**REQUIREMENT:**
When you reach the line containing "use std::fmt;" in the data below, begin returning lines exactly as written, and stop once the line containing "pub fn implied_odds(pot: f64, bet: f64, future: f64)" has been returned.

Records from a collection
---------------

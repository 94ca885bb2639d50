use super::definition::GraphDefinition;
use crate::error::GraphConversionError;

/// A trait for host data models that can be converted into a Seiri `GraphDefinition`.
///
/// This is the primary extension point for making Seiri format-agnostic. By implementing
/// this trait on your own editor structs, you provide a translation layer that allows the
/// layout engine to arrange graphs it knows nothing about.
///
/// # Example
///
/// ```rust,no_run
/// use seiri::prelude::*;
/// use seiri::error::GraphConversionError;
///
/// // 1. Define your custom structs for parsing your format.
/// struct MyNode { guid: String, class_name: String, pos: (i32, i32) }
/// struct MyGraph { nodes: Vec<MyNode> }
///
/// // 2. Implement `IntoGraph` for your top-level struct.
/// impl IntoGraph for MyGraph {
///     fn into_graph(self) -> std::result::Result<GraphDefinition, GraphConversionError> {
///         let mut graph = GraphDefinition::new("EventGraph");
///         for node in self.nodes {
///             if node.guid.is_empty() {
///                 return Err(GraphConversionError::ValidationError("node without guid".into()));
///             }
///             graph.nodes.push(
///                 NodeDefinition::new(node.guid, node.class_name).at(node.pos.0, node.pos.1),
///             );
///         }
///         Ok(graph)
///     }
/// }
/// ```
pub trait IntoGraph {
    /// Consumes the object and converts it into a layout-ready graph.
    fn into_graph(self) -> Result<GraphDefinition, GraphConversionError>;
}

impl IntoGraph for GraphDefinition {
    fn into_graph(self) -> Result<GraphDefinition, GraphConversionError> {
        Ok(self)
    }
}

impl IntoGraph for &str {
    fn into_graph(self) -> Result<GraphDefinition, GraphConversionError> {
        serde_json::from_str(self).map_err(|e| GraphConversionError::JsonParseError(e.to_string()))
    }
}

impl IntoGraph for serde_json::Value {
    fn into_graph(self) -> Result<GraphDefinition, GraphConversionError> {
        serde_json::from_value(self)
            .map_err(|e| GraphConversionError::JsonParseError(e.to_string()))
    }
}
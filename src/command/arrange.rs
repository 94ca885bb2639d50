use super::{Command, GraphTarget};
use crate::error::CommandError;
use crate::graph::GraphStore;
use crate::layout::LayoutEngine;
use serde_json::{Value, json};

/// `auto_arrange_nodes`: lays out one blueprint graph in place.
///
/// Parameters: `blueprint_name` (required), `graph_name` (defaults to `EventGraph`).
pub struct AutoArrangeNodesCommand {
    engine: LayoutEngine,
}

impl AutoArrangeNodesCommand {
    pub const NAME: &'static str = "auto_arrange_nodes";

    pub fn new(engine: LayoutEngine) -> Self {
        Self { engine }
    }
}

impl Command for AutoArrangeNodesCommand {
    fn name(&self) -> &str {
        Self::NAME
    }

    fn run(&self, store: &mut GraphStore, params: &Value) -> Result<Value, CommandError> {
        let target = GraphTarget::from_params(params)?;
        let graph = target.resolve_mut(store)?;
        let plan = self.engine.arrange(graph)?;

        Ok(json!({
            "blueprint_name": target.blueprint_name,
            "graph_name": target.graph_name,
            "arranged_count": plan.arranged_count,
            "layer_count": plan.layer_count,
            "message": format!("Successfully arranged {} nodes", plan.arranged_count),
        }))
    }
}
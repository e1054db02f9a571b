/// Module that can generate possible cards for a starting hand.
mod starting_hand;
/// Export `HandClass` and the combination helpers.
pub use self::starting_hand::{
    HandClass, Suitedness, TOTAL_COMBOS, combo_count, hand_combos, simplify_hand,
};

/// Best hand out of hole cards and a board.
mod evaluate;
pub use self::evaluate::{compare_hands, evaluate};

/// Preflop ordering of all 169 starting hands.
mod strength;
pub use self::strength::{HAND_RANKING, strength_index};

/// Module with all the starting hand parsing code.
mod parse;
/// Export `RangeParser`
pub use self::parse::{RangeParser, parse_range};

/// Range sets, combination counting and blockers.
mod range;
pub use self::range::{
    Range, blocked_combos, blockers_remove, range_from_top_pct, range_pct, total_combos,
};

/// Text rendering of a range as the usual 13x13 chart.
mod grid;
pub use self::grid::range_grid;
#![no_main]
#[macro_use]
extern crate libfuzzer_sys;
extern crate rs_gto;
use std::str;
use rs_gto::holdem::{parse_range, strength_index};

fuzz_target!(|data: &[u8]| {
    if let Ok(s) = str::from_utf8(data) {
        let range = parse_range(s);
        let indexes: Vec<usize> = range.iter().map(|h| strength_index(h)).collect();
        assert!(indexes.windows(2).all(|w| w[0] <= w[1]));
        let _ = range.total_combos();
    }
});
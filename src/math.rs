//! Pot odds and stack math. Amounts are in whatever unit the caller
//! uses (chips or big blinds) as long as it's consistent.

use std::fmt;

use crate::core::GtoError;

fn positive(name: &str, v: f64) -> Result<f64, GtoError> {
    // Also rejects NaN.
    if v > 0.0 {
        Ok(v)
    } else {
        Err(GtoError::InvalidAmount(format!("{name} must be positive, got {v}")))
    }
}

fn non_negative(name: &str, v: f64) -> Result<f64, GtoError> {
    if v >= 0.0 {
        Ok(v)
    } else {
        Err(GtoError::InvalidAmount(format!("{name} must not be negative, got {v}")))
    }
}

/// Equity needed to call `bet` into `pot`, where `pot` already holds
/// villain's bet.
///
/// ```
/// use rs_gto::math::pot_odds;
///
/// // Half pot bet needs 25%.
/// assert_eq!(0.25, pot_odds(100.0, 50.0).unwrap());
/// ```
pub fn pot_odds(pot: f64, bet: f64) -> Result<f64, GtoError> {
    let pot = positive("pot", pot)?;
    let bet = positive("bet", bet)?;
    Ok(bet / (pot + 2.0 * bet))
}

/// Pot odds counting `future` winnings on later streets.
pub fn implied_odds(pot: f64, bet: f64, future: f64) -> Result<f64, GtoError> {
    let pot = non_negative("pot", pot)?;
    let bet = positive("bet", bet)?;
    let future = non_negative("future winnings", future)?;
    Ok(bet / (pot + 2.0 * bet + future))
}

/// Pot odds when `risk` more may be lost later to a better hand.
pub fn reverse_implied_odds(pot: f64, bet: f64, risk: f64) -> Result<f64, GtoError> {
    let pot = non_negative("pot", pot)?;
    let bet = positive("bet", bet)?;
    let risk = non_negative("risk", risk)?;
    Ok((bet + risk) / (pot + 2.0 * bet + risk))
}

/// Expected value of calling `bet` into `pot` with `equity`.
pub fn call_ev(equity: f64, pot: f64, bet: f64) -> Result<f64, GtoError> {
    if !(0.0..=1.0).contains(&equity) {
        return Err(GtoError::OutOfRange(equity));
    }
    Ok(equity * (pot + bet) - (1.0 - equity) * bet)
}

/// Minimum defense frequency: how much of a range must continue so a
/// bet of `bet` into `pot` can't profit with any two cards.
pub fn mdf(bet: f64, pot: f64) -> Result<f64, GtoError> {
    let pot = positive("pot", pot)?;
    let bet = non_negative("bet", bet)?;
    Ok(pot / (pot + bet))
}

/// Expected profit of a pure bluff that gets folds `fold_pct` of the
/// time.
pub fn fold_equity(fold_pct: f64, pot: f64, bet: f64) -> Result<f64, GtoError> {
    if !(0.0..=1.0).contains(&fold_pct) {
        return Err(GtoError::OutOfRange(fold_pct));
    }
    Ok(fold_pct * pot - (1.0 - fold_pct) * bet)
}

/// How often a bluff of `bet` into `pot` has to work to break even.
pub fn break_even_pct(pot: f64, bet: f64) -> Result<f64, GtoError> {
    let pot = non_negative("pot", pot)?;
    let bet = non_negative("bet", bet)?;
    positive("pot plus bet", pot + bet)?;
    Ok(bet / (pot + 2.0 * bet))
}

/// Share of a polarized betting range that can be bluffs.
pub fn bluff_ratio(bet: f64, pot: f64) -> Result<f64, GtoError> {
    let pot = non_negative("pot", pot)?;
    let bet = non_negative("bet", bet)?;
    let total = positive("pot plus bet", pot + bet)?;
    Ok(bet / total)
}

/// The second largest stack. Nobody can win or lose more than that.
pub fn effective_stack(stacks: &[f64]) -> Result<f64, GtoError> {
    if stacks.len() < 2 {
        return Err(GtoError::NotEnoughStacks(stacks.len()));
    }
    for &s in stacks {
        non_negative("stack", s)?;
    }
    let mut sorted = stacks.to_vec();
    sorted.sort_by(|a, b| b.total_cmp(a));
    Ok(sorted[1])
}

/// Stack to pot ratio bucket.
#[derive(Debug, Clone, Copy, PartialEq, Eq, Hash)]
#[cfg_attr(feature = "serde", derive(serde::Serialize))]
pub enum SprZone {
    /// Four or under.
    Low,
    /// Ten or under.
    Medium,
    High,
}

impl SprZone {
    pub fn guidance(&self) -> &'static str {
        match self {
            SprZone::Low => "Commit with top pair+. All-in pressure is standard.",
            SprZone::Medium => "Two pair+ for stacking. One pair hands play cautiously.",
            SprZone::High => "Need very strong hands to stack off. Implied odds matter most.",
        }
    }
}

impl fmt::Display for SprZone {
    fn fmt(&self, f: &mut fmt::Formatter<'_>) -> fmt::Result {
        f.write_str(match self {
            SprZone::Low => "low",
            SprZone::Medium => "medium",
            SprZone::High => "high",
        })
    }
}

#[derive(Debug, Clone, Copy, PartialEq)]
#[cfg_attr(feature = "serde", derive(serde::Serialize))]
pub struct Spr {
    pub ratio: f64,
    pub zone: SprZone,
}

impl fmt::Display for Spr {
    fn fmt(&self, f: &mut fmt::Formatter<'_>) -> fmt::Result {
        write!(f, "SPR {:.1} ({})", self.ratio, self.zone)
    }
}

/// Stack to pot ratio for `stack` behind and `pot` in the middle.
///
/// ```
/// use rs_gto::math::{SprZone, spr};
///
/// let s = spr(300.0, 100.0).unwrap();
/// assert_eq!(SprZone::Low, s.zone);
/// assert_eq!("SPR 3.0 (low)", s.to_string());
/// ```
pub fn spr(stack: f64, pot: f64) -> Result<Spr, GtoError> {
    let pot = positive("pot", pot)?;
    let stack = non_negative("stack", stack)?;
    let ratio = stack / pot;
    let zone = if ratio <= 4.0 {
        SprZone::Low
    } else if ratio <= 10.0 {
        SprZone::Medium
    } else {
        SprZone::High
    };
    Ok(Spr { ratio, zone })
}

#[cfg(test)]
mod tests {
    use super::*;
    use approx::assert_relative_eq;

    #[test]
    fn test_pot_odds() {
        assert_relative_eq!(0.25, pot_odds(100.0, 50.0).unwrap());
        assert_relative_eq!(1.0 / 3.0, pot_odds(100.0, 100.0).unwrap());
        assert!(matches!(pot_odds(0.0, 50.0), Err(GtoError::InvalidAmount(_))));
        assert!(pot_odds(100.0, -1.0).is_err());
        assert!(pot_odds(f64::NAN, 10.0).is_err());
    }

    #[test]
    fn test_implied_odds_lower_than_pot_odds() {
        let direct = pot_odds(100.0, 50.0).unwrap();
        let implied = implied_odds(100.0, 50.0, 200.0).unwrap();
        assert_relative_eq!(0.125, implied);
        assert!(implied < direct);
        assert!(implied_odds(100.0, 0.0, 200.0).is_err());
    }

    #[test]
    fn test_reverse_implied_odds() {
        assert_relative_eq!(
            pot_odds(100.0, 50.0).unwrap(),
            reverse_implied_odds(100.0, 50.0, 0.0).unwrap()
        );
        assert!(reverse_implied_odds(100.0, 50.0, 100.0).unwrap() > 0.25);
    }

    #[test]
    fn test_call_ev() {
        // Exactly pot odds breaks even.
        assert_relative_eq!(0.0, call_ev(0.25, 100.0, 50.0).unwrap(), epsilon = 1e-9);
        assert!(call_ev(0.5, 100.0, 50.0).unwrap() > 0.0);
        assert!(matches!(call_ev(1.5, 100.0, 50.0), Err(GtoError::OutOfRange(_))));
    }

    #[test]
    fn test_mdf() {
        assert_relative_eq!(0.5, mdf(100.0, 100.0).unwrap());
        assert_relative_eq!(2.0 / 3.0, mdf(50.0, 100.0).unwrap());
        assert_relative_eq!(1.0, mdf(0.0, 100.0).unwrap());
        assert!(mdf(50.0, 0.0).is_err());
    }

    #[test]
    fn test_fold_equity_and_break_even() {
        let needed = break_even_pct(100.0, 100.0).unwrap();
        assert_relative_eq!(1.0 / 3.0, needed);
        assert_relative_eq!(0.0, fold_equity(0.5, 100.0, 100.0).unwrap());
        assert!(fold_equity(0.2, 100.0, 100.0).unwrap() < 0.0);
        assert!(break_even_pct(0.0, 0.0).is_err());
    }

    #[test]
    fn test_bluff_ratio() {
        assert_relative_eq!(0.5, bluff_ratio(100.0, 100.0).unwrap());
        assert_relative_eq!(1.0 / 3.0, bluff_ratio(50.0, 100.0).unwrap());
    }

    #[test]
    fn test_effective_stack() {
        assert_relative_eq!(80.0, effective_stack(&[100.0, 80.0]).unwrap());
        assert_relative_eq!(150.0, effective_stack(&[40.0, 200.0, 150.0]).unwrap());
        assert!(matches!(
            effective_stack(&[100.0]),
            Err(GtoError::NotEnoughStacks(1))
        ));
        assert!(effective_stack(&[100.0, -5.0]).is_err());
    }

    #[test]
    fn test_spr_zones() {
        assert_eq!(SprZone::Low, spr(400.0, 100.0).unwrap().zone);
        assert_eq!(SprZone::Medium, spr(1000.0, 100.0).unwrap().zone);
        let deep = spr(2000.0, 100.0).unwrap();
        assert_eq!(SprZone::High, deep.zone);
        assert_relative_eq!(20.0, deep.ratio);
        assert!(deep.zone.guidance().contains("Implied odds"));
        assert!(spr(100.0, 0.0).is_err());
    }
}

---------------

**YOUR RESPONSE:**
use std::fmt;

use crate::core::GtoError;

fn positive(name: &str, v: f64) -> Result<f64, GtoError> {
    // Also rejects NaN.
    if v > 0.0 {
        Ok(v)
    } else {
        Err(GtoError::InvalidAmount(format!("{name} must be positive, got {v}")))
    }
}

fn non_negative(name: &str, v: f64) -> Result<f64, GtoError> {
    if v >= 0.0 {
        Ok(v)
    } else {
        Err(GtoError::InvalidAmount(format!("{name} must not be negative, got {v}")))
    }
}

/// Equity needed to call `bet` into `pot`, where `pot` already holds
/// villain's bet.
///
/// ```
/// use rs_gto::math::pot_odds;
///
/// // Half pot bet needs 25%.
/// assert_eq!(0.25, pot_odds(100.0, 50.0).unwrap());
/// ```
pub fn pot_odds(pot: f64, bet: f64) -> Result<f64, GtoError> {
    let pot = positive("pot", pot)?;
    let bet = positive("bet", bet)?;
    Ok(bet / (pot + 2.0 * bet))
}

/// Pot odds counting `future` winnings on later streets.
pub fn implied_odds(pot: f64, bet: f64, future: f64) -> Result<f64, GtoError> {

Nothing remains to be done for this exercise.